The problem asks to find a value for $$n$$ for which $$\phi(n)$$ is a permutation of the digits of $$n$$, and for which $$n/\phi(n)$$ is at a minimum. A brief refresher of what the totient function is might be helpful here.

Basically (lifted right from Wikipedia):

In number theory, Euler's totient or phi function, $$\phi(n)$$ is an arithmetic function that counts the number of positive integers less than or equal to n that are relatively prime to n. That is, if n is a positive integer, then $$\phi(n)$$ is the number of integers k in the range 1 ≤ k ≤ n for which $$gcd(n, k) = 1$$.

Notably, $$\phi(p) = p - 1$$ if $$p$$ is prime. This is because $$p$$ has no other divisors besides itself and 1, so all positive integers less than $$p$$ are relatively prime to it.

This gives a little insight on how to solve the problem: if $$n$$ happens to be prime, then $$n/\phi(n)$$ = $$n/(n - 1)$$, which is basically the smallest you can get that ratio to be. If it so happened that $$n$$'s digits are a permutation of $$\phi(n)$$ in that case, I'd have the winning number. With this strategy, all I would have to do is find a bunch of primes around the vicinity of $$10^8$$ and check the permutation constraint.

Unfortunately, since $$\phi(p) = p - 1$$, $$p$$ and $$\phi(p)$$ must differ by at least one digit, so that idea is out the window.

However, the ratio $$n/\phi(n)$$ also happens to be small if $$n$$ is a semi-prime (that is, if $$n$$ is the product of two primes). In this case, $$n$$ will have one or two other divisors besides $$n$$ itself (one in the case that the two primes are not distinct), so looking for semi-primes is the next best thing after looking for primes.

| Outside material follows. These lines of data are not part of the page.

// Copyright (c) Chris Gunn.
// Licensed under the MIT license.

use xmltree::{Element, XMLNode};

use crate::{
    config::{join_under_root, SiteContext},
    error::TemplateError,
    params::ParamKind,
    template_value::TemplateValue,
    xml_utils::outer_xml,
};

use super::interpreter_run::{format_bool, InterpreterRun};

const DEFAULT_INDEX_NAME: &str = "__iter";

#[derive(Clone, Copy, Debug, PartialEq, Eq)]
pub enum Action {
    ForEach,
    Match,
}

impl Action {
    pub fn from_tag(tag: &str) -> Option<Action> {
        match tag {
            "ForEach" => Some(Action::ForEach),
            "Match" => Some(Action::Match),
            _ => None,
        }
    }

    fn name(&self) -> &'static str {
        match self {
            Action::ForEach => "ForEach",
            Action::Match => "Match",
        }
    }
}

#[derive(Clone, Copy, Debug, PartialEq, Eq)]
enum Predicate {
    SrcFileExists,
    SrcDirExists,
    FileExists,
    Get,
}

impl Predicate {
    fn from_name(name: &str) -> Option<Predicate> {
        match name {
            "src-file-exists" => Some(Predicate::SrcFileExists),
            "src-dir-exists" => Some(Predicate::SrcDirExists),
            "file-exists" => Some(Predicate::FileExists),
            "get" => Some(Predicate::Get),
            _ => None,
        }
    }

    fn evaluate(&self, arg: &str, ctx: &SiteContext) -> String {
        let found = match self {
            Predicate::SrcFileExists => join_under_root(&ctx.source_root, arg).is_some_and(|path| path.is_file()),
            Predicate::SrcDirExists => join_under_root(&ctx.source_root, arg).is_some_and(|path| path.is_dir()),
            Predicate::FileExists => join_under_root(&ctx.file_root, arg).is_some_and(|path| path.is_file()),
            Predicate::Get => return arg.to_string(),
        };
        format_bool(found)
    }
}

fn action_error(action: Action, elem: &Element, reason: impl Into<String>) -> TemplateError {
    TemplateError::Action {
        action: action.name(),
        reason: reason.into(),
        markup: outer_xml(elem),
    }
}

impl InterpreterRun<'_> {
    /// Runs one action, returning the nodes that replace it.
    pub fn run_action(&mut self, action: Action, elem: Element) -> Result<Vec<XMLNode>, TemplateError> {
        match action {
            Action::ForEach => self.run_for_each(elem),
            Action::Match => self.run_match(elem),
        }
    }

    fn run_for_each(&mut self, elem: Element) -> Result<Vec<XMLNode>, TemplateError> {
        let def = self.def;
        let Some(list) = elem.attributes.get("list").map(|list| list.trim()) else {
            return Err(action_error(Action::ForEach, &elem, "missing 'list' attribute"));
        };
        let path: Vec<String> = list.split('.').map(|segment| segment.to_string()).collect();
        let index_name = elem
            .attributes
            .get("i")
            .map(|name| name.trim().to_string())
            .unwrap_or_else(|| DEFAULT_INDEX_NAME.to_string());

        let items = match self.bindings.lookup(&path) {
            Some(TemplateValue::List(items)) => items.clone(),
            Some(value) => {
                tracing::debug!(template = %def.name(), list, found = value.type_name(), "ForEach skipped: not a list");
                return Ok(Vec::new());
            }
            None => {
                tracing::debug!(template = %def.name(), list, "ForEach skipped: nothing bound");
                return Ok(Vec::new());
            }
        };

        let element_spec = match def.find_spec(&path).map(|spec| &spec.kind) {
            Some(ParamKind::List(element_spec)) => element_spec,
            Some(_) => {
                return Err(action_error(
                    Action::ForEach,
                    &elem,
                    format!("'{}' holds a list but is not declared as a list parameter", list),
                ))
            }
            None => {
                return Err(action_error(
                    Action::ForEach,
                    &elem,
                    format!("no list parameter named '{}' is declared", list),
                ))
            }
        };

        tracing::debug!(
            template = %def.name(),
            list,
            iterations = items.len(),
            scopes = self.bindings.depth(),
            "ForEach"
        );

        let mut out = Vec::new();
        for (index, item) in items.iter().enumerate() {
            let mut body = Element::new(Action::ForEach.name());
            body.children = elem.children.clone();

            self.bindings.push_scope();
            self.bindings.bind(index_name.as_str(), TemplateValue::text((index + 1).to_string()));
            self.bindings.bind(element_spec.name.as_str(), item.clone());
            let result = self.expand_content(&mut body);
            self.bindings.pop_scope();
            result?;

            out.extend(body.children);
        }

        match elem.attributes.get("html-class") {
            Some(class) => {
                let mut wrapper = Element::new("div");
                wrapper.attributes.insert("class".to_string(), class.clone());
                wrapper.children = out;
                Ok(vec![XMLNode::Element(wrapper)])
            }
            None => Ok(out),
        }
    }

    fn run_match(&mut self, elem: Element) -> Result<Vec<XMLNode>, TemplateError> {
        let key = if let Some(name) = elem.attributes.get("f") {
            let Some(predicate) = Predicate::from_name(name.trim()) else {
                return Err(action_error(
                    Action::Match,
                    &elem,
                    format!("unknown predicate '{}'", name.trim()),
                ));
            };
            let arg = elem.attributes.get("x").map(|arg| arg.trim()).unwrap_or("");
            predicate.evaluate(arg, self.ctx)
        } else if let Some(value) = elem.attributes.get("value") {
            value.trim().to_string()
        } else {
            return Err(action_error(
                Action::Match,
                &elem,
                "requires either an 'f' or a 'value' attribute",
            ));
        };

        tracing::debug!(template = %self.def.name(), key = %key, "Match");

        let mut matched: Option<Element> = None;
        for child in &elem.children {
            let XMLNode::Element(branch) = child else {
                continue;
            };
            if branch.name != key {
                continue;
            }
            if matched.is_some() {
                return Err(action_error(
                    Action::Match,
                    &elem,
                    format!("more than one branch matches '{}'", key),
                ));
            }
            matched = Some(branch.clone());
        }

        match matched {
            Some(mut branch) => {
                self.expand_actions(&mut branch)?;
                Ok(branch.children)
            }
            None => Ok(Vec::new()),
        }
    }
}
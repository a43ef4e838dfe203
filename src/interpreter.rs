// Copyright (c) Chris Gunn.
// Licensed under the MIT license.

mod actions;
mod interpreter_run;


use xmltree::{Element, XMLNode};

use crate::{
    config::SiteContext,
    error::TemplateError,
    parser::{split_placeholders, Segment},
    template::TemplateDefinition,
};

use interpreter_run::InterpreterRun;

/// Validates an instance's params, then expands a fresh copy of the definition's content with them.
pub fn apply_template(
    def: &TemplateDefinition,
    instance: &Element,
    ctx: &SiteContext,
) -> Result<Element, TemplateError> {
    let values = def.bind(instance, ctx)?;
    let mut interpreter_run = InterpreterRun::new(def, ctx, values);
    let mut content = def.content().clone();
    interpreter_run.expand_content(&mut content)?;
    warn_unresolved(def.name(), &content);
    Ok(content)
}

fn warn_unresolved(template: &str, elem: &Element) {
    for value in elem.attributes.values() {
        warn_unresolved_in(template, value);
    }
    for child in &elem.children {
        match child {
            XMLNode::Element(child) => warn_unresolved(template, child),
            XMLNode::Text(text) | XMLNode::CData(text) => warn_unresolved_in(template, text),
            XMLNode::Comment(_) | XMLNode::ProcessingInstruction(..) => {}
        }
    }
}

fn warn_unresolved_in(template: &str, text: &str) {
    for segment in split_placeholders(text) {
        if let Segment::Placeholder { raw, .. } = segment {
            tracing::warn!(template, placeholder = raw, "placeholder left unresolved");
        }
    }
}
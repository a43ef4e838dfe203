// Copyright (c) Chris Gunn.
// Licensed under the MIT license.

use std::collections::HashMap;

use crate::{error::TemplateError, template::TemplateDefinition};

/// All loaded template definitions, keyed by name. Filled during the load phase and only read
/// while pages are generated.
#[derive(Debug, Default)]
pub struct TemplateRegistry {
    templates: HashMap<String, TemplateDefinition>,
}

impl TemplateRegistry {
    pub fn new() -> TemplateRegistry {
        TemplateRegistry::default()
    }

    pub fn register(&mut self, template: TemplateDefinition) -> Result<(), TemplateError> {
        if self.templates.contains_key(template.name()) {
            return Err(TemplateError::DuplicateTemplate {
                name: template.name().to_string(),
            });
        }
        tracing::info!(template = %template.name(), "registered template");
        self.templates.insert(template.name().to_string(), template);
        Ok(())
    }

    pub fn get(&self, name: &str) -> Option<&TemplateDefinition> {
        self.templates.get(name)
    }

    pub fn len(&self) -> usize {
        self.templates.len()
    }

    pub fn is_empty(&self) -> bool {
        self.templates.is_empty()
    }
}

#[cfg(test)]
mod tests {
    use super::*;
    use crate::parser::Parser;

    fn load(registry: &mut TemplateRegistry, input: &str) -> Result<(), TemplateError> {
        for template in Parser::new().parse("test.template.xml", input)? {
            registry.register(template)?;
        }
        Ok(())
    }

    #[test]
    fn duplicate_name_is_rejected() {
        let mut registry = TemplateRegistry::new();
        load(&mut registry, r#"<template name="a"><content>one</content></template>"#).unwrap();
        let err = load(&mut registry, r#"<template name="a"><content>two</content></template>"#).unwrap_err();
        assert!(matches!(err, TemplateError::DuplicateTemplate { ref name } if name == "a"));
        assert_eq!(registry.len(), 1);
        assert!(registry.get("a").is_some());
        assert!(registry.get("b").is_none());
    }
}
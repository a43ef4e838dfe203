// Copyright (c) Chris Gunn.
// Licensed under the MIT license.

use std::collections::HashMap;

use crate::template_value::TemplateValue;

/// Name to value mapping seen by formulas and actions during one template application.
pub struct Bindings {
    scopes: Vec<Scope>,
}

struct Scope {
    pub variables: HashMap<String, TemplateValue>,
}

impl Bindings {
    pub fn new(variables: HashMap<String, TemplateValue>) -> Bindings {
        Bindings {
            scopes: vec![Scope { variables }],
        }
    }

    pub fn push_scope(&mut self) {
        self.scopes.push(Scope {
            variables: HashMap::new(),
        });
    }

    /// Drops the innermost scope. The scope holding the template's parameters is never popped.
    pub fn pop_scope(&mut self) {
        if self.scopes.len() > 1 {
            self.scopes.pop();
        }
    }

    pub fn bind(&mut self, name: impl Into<String>, value: TemplateValue) {
        if let Some(scope) = self.scopes.last_mut() {
            scope.variables.insert(name.into(), value);
        }
    }

    pub fn get(&self, name: &str) -> Option<&TemplateValue> {
        self.scopes.iter().rev().find_map(|scope| scope.variables.get(name))
    }

    /// Resolves a dotted variable path, descending into struct fields after the first segment.
    pub fn lookup(&self, path: &[String]) -> Option<&TemplateValue> {
        let (first, rest) = path.split_first()?;
        let mut value = self.get(first)?;
        for segment in rest {
            value = value.field(segment)?;
        }
        Some(value)
    }

    pub fn depth(&self) -> usize {
        self.scopes.len()
    }
}
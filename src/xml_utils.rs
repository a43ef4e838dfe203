// Copyright (c) Chris Gunn.
// Licensed under the MIT license.

use xmltree::{Element, EmitterConfig, XMLNode};

use crate::error::TemplateError;

const FRAGMENT_ROOT: &str = "fragment";

const HTML_VOID_ELEMENTS: &[&str] = &[
    "area", "base", "br", "col", "embed", "hr", "img", "input", "link", "meta", "param", "source", "track", "wbr",
];

pub fn parse_element(input: &str) -> Result<Element, TemplateError> {
    Element::parse(input.as_bytes()).map_err(|err| TemplateError::Xml(err.to_string()))
}

/// Parses markup that may hold any number of sibling nodes, returning them under a synthetic root.
pub fn parse_fragment(markup: &str) -> Result<Element, TemplateError> {
    parse_element(&format!("<{0}>{1}</{0}>", FRAGMENT_ROOT, markup))
}

/// Comments and whitespace-only text carry no content.
pub fn is_insignificant(node: &XMLNode) -> bool {
    match node {
        XMLNode::Comment(_) => true,
        XMLNode::Text(text) => text.trim().is_empty(),
        _ => false,
    }
}

pub fn significant_children(elem: &Element) -> impl Iterator<Item = &XMLNode> {
    elem.children.iter().filter(|node| !is_insignificant(node))
}

pub fn outer_xml(elem: &Element) -> String {
    let mut out = String::new();
    // Diagnostics only: fall back to the tag name when the tree cannot be written.
    if write_node(&mut out, &XMLNode::Element(elem.clone()), compact_config()).is_err() {
        out = format!("<{} ...>", elem.name);
    }
    out
}

pub fn inner_xml(elem: &Element) -> Result<String, TemplateError> {
    let mut out = String::new();
    for child in &elem.children {
        write_node(&mut out, child, compact_config())?;
    }
    Ok(out)
}

/// Writes the children of a generated `<page>` as an HTML5 document.
pub fn write_html_document(page: &Element, indent: bool) -> Result<String, TemplateError> {
    let config = compact_config().perform_indent(indent);

    let mut out = String::from("<!DOCTYPE html>\n");
    for child in &page.children {
        let mut child = child.clone();
        if let XMLNode::Element(elem) = &mut child {
            close_non_void_elements(elem);
        }
        write_node(&mut out, &child, config.clone())?;
        if indent {
            out.push('\n');
        }
    }
    Ok(out)
}

fn escape_text(text: &str) -> String {
    let mut escaped = String::with_capacity(text.len());
    for c in text.chars() {
        match c {
            '&' => escaped.push_str("&amp;"),
            '<' => escaped.push_str("&lt;"),
            '>' => escaped.push_str("&gt;"),
            _ => escaped.push(c),
        }
    }
    escaped
}

fn compact_config() -> EmitterConfig {
    EmitterConfig::new()
        .perform_indent(false)
        .write_document_declaration(false)
}

fn write_node(out: &mut String, node: &XMLNode, config: EmitterConfig) -> Result<(), TemplateError> {
    match node {
        XMLNode::Element(elem) => {
            let mut buf = Vec::new();
            elem.write_with_config(&mut buf, config)
                .map_err(|err| TemplateError::Xml(err.to_string()))?;
            let text = String::from_utf8(buf).map_err(|err| TemplateError::Xml(err.to_string()))?;
            out.push_str(&text);
        }
        XMLNode::Text(text) => out.push_str(&escape_text(text)),
        XMLNode::CData(text) => {
            out.push_str("<![CDATA[");
            out.push_str(text);
            out.push_str("]]>");
        }
        XMLNode::Comment(text) => {
            out.push_str("<!--");
            out.push_str(text);
            out.push_str("-->");
        }
        XMLNode::ProcessingInstruction(..) => {}
    }
    Ok(())
}

// XML writers self-close every empty element, but only void elements may be self-closed in HTML.
// An empty text child forces an explicit end tag.
fn close_non_void_elements(elem: &mut Element) {
    if elem.children.is_empty() {
        if !HTML_VOID_ELEMENTS.contains(&elem.name.to_ascii_lowercase().as_str()) {
            elem.children.push(XMLNode::Text(String::new()));
        }
        return;
    }
    for child in &mut elem.children {
        if let XMLNode::Element(child) = child {
            close_non_void_elements(child);
        }
    }
}

#[cfg(test)]
mod tests {
    use super::*;

    #[test]
    fn inner_xml_keeps_markup() {
        let elem = parse_element("<body>Hello <b>there</b></body>").unwrap();
        assert_eq!(inner_xml(&elem).unwrap(), "Hello <b>there</b>");
    }

    #[test]
    fn fragment_holds_siblings() {
        let fragment = parse_fragment("<p>one</p><p>two</p>").unwrap();
        assert_eq!(fragment.children.len(), 2);
    }

    #[test]
    fn document_starts_with_doctype() {
        let page = parse_element("<page><html><body><p>Hi</p></body></html></page>").unwrap();
        let html = write_html_document(&page, true).unwrap();
        assert!(html.starts_with("<!DOCTYPE html>\n<html>"));
        assert!(!html.contains("<?xml"));
    }

    #[test]
    fn empty_elements_keep_end_tag() {
        let page = parse_element("<page><div><script src=\"a.js\"></script><br/></div></page>").unwrap();
        let html = write_html_document(&page, false).unwrap();
        assert!(html.contains("<script src=\"a.js\"></script>"));
        assert!(html.contains("<br />"));
    }
}
// Copyright (c) Chris Gunn.
// Licensed under the MIT license.


use std::rc::Rc;

use chrono::{Datelike, NaiveDate};
use hashlink::LinkedHashMap;
use xmltree::{Element, XMLNode};

use crate::{
    config::{join_under_root, SiteContext},
    error::TemplateError,
    markdown::markdown_to_html,
    template_value::TemplateValue,
    xml_utils::{outer_xml, parse_fragment, significant_children},
};

const DATE_FORMATS: &[&str] = &["%Y-%m-%d", "%Y/%m/%d"];

#[derive(Clone, Debug, PartialEq)]
pub struct ParamSpec {
    pub name: String,
    pub kind: ParamKind,
    pub required: bool,
}

#[derive(Clone, Debug, PartialEq)]
pub enum ParamKind {
    Text(TextSubtype),
    Xml,
    List(Box<ParamSpec>),
    Struct(Vec<ParamSpec>),
}

#[derive(Clone, Copy, Debug, PartialEq, Eq)]
pub enum TextSubtype {
    Generic,
    Integer,
    Float,
    File,
    Date,
    Markdown,
}

impl TextSubtype {
    pub fn from_name(name: &str) -> Option<TextSubtype> {
        let subtype = match name.to_ascii_lowercase().as_str() {
            "generic" | "text" | "none" => TextSubtype::Generic,
            "integer" | "int" | "uint" => TextSubtype::Integer,
            "float" | "double" => TextSubtype::Float,
            "file" => TextSubtype::File,
            "date" => TextSubtype::Date,
            "markdown" | "md" => TextSubtype::Markdown,
            _ => return None,
        };
        Some(subtype)
    }

    pub fn name(&self) -> &'static str {
        match self {
            TextSubtype::Generic => "generic",
            TextSubtype::Integer => "integer",
            TextSubtype::Float => "float",
            TextSubtype::File => "file",
            TextSubtype::Date => "date",
            TextSubtype::Markdown => "markdown",
        }
    }
}

impl ParamSpec {
    /// Builds a spec from a `<param name=".." type="kind[,subtype]" required="..">` declaration.
    /// List and struct params declare their element/field specs as nested `<param>` children.
    pub fn from_element(elem: &Element) -> Result<ParamSpec, TemplateError> {
        if elem.name != "param" {
            return Err(TemplateError::schema(
                &elem.name,
                format!("unexpected element (expected 'param'): {}", outer_xml(elem)),
            ));
        }

        let name = elem
            .attributes
            .get("name")
            .ok_or_else(|| TemplateError::schema("param", format!("missing 'name' attribute: {}", outer_xml(elem))))?
            .trim()
            .to_string();
        if name.is_empty() {
            return Err(TemplateError::schema("param", "empty 'name' attribute"));
        }

        let type_attr = elem
            .attributes
            .get("type")
            .ok_or_else(|| TemplateError::schema(&name, "missing 'type' attribute"))?;
        let type_tokens: Vec<&str> = type_attr
            .split(|c: char| c == ',' || c.is_whitespace())
            .filter(|token| !token.is_empty())
            .collect();

        let required = match elem.attributes.get("required").map(|value| value.trim()) {
            None => true,
            Some("true") => true,
            Some("false") => false,
            Some(other) => {
                return Err(TemplateError::schema(
                    &name,
                    format!("'required' must be 'true' or 'false', got '{}'", other),
                ))
            }
        };

        let kind = match type_tokens.as_slice() {
            [] => return Err(TemplateError::schema(&name, "empty 'type' attribute")),
            ["text"] => ParamKind::Text(TextSubtype::Generic),
            ["text", subtype] => match TextSubtype::from_name(subtype) {
                Some(subtype) => ParamKind::Text(subtype),
                None => return Err(TemplateError::schema(&name, format!("invalid text subtype '{}'", subtype))),
            },
            ["xml"] => ParamKind::Xml,
            ["list", ..] => ParamKind::List(Box::new(Self::parse_list_element(&name, elem)?)),
            ["struct", ..] => ParamKind::Struct(Self::parse_struct_fields(&name, elem)?),
            [other, ..] => return Err(TemplateError::schema(&name, format!("unrecognized param type '{}'", other))),
        };

        Ok(ParamSpec { name, kind, required })
    }

    fn parse_list_element(name: &str, elem: &Element) -> Result<ParamSpec, TemplateError> {
        let mut element_spec = None;
        for child in significant_children(elem) {
            let XMLNode::Element(child) = child else {
                return Err(TemplateError::schema(name, "list params may only contain a single <param>"));
            };
            if element_spec.is_some() {
                return Err(TemplateError::schema(
                    name,
                    format!("expected only one child for list type: {}", outer_xml(elem)),
                ));
            }
            element_spec = Some(ParamSpec::from_element(child)?);
        }
        element_spec.ok_or_else(|| TemplateError::schema(name, "no child type for list"))
    }

    fn parse_struct_fields(name: &str, elem: &Element) -> Result<Vec<ParamSpec>, TemplateError> {
        let mut fields: Vec<ParamSpec> = Vec::new();
        for child in significant_children(elem) {
            let XMLNode::Element(child) = child else {
                return Err(TemplateError::schema(name, "struct params may only contain <param> fields"));
            };
            let field = ParamSpec::from_element(child)?;
            if fields.iter().any(|existing| existing.name == field.name) {
                return Err(TemplateError::schema(name, format!("duplicate struct field '{}'", field.name)));
            }
            fields.push(field);
        }
        if fields.is_empty() {
            return Err(TemplateError::schema(name, "struct has no fields"));
        }
        Ok(fields)
    }

    pub fn type_name(&self) -> String {
        match &self.kind {
            ParamKind::Text(subtype) => format!("text,{}", subtype.name()),
            ParamKind::Xml => "xml".to_string(),
            ParamKind::List(element) => format!("list,{}", element.type_name()),
            ParamKind::Struct(_) => "struct".to_string(),
        }
    }

    /// Finds the spec declared under `name`, searching this spec and everything nested in it.
    pub fn find(&self, name: &str) -> Option<&ParamSpec> {
        if self.name == name {
            return Some(self);
        }
        match &self.kind {
            ParamKind::List(element) => element.find(name),
            ParamKind::Struct(fields) => fields.iter().find_map(|field| field.find(name)),
            ParamKind::Text(_) | ParamKind::Xml => None,
        }
    }

    pub fn field(&self, name: &str) -> Option<&ParamSpec> {
        match &self.kind {
            ParamKind::Struct(fields) => fields.iter().find(|field| field.name == name),
            _ => None,
        }
    }

    /// Validates an instance node against this spec and converts its content to a typed value.
    pub fn validate(&self, node: &Element, ctx: &SiteContext) -> Result<TemplateValue, TemplateError> {
        match &self.kind {
            ParamKind::Text(subtype) => self.validate_text(*subtype, node, ctx),
            ParamKind::Xml => Ok(TemplateValue::Xml(Rc::new(node.clone()))),
            ParamKind::List(element) => self.validate_list(element, node, ctx),
            ParamKind::Struct(fields) => self.validate_struct(fields, node, ctx),
        }
    }

    fn validate_text(&self, subtype: TextSubtype, node: &Element, ctx: &SiteContext) -> Result<TemplateValue, TemplateError> {
        let children: Vec<&XMLNode> = node
            .children
            .iter()
            .filter(|child| !matches!(child, XMLNode::Comment(_)))
            .collect();
        let text = match children.as_slice() {
            [XMLNode::Text(text)] | [XMLNode::CData(text)] => text,
            [_] => return Err(self.invalid(node, "expected plain text")),
            _ => return Err(self.invalid(node, format!("expected one child, got {}", children.len()))),
        };

        match subtype {
            TextSubtype::Generic => Ok(TemplateValue::text(text.as_str())),
            TextSubtype::Integer => match text.trim().parse::<i64>() {
                Ok(_) => Ok(TemplateValue::text(text.trim())),
                Err(_) => Err(self.invalid(node, format!("not a valid integer: {}", text))),
            },
            TextSubtype::Float => match text.trim().parse::<f64>() {
                Ok(_) => Ok(TemplateValue::text(text.trim())),
                Err(_) => Err(self.invalid(node, format!("not a valid float: {}", text))),
            },
            TextSubtype::File => {
                let relative = text.trim().trim_start_matches('/');
                let exists = join_under_root(&ctx.file_root, relative).is_some_and(|path| path.is_file());
                if relative.is_empty() || !exists {
                    return Err(self.invalid(node, format!("file does not exist: {}", text.trim())));
                }
                Ok(TemplateValue::text(format!("/{}", relative)))
            }
            TextSubtype::Date => self.convert_date(text.trim(), node),
            TextSubtype::Markdown => {
                let html = markdown_to_html(text);
                let fragment = parse_fragment(&html)
                    .map_err(|err| self.invalid(node, format!("markdown produced malformed markup: {}", err)))?;
                Ok(TemplateValue::Xml(Rc::new(fragment)))
            }
        }
    }

    fn convert_date(&self, text: &str, node: &Element) -> Result<TemplateValue, TemplateError> {
        let date = DATE_FORMATS
            .iter()
            .find_map(|format| NaiveDate::parse_from_str(text, format).ok())
            .ok_or_else(|| self.invalid(node, format!("not a valid date (expected YYYY-MM-DD): {}", text)))?;

        let mut fields = LinkedHashMap::new();
        fields.insert("text".to_string(), TemplateValue::text(text));
        fields.insert("year".to_string(), TemplateValue::text(date.year().to_string()));
        fields.insert("month".to_string(), TemplateValue::text(date.month().to_string()));
        fields.insert("day".to_string(), TemplateValue::text(date.day().to_string()));
        fields.insert("month-name".to_string(), TemplateValue::text(date.format("%B").to_string()));
        Ok(TemplateValue::Struct(Rc::new(fields)))
    }

    fn validate_list(&self, element: &ParamSpec, node: &Element, ctx: &SiteContext) -> Result<TemplateValue, TemplateError> {
        let mut values = Vec::new();
        for child in significant_children(node) {
            match child {
                XMLNode::Element(child) if child.name == element.name => {
                    values.push(element.validate(child, ctx)?);
                }
                XMLNode::Element(child) => {
                    return Err(self.invalid(
                        node,
                        format!("unexpected node (expected '{}'): {}", element.name, child.name),
                    ))
                }
                _ => return Err(self.invalid(node, format!("unexpected text (expected '{}')", element.name))),
            }
        }
        Ok(TemplateValue::List(Rc::new(values)))
    }

    fn validate_struct(&self, fields: &[ParamSpec], node: &Element, ctx: &SiteContext) -> Result<TemplateValue, TemplateError> {
        let mut found: LinkedHashMap<String, TemplateValue> = LinkedHashMap::new();
        for child in significant_children(node) {
            let XMLNode::Element(child) = child else {
                return Err(self.invalid(node, "unexpected text between struct fields"));
            };
            let Some(field) = fields.iter().find(|field| field.name == child.name) else {
                return Err(self.invalid(node, format!("unknown field '{}'", child.name)));
            };
            if found.contains_key(&field.name) {
                return Err(self.invalid(node, format!("duplicate field '{}'", field.name)));
            }
            found.insert(field.name.clone(), field.validate(child, ctx)?);
        }

        // Rebuild in declaration order so output never depends on instance field order.
        let mut values = LinkedHashMap::new();
        for field in fields {
            match found.remove(&field.name) {
                Some(value) => {
                    values.insert(field.name.clone(), value);
                }
                None => return Err(self.invalid(node, format!("missing field '{}'", field.name))),
            }
        }
        Ok(TemplateValue::Struct(Rc::new(values)))
    }

    fn invalid(&self, node: &Element, reason: impl Into<String>) -> TemplateError {
        TemplateError::Validation {
            param: self.name.clone(),
            type_name: self.type_name(),
            reason: reason.into(),
            markup: outer_xml(node),
        }
    }
}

Having no idea where to start looking for these primes, I just started by poking around primes near $$\sqrt{10^8}$$, and testing if they had the two properties I was looking for. The following Clojure program eventually happens upon the result in less than a minute's time:

; lib/core.clj contains some general functions for calculating the integer
; square root, and for loading in a big list of pre-calculated primes.
(use
'[clojure.math.combinatorics]

(def primes

(def limit (int 1e7))

; Search around the radius of (sqrt 1e7)
(def ps
(take-while #(<= % (* 2 (inc (isqrt limit)))) primes))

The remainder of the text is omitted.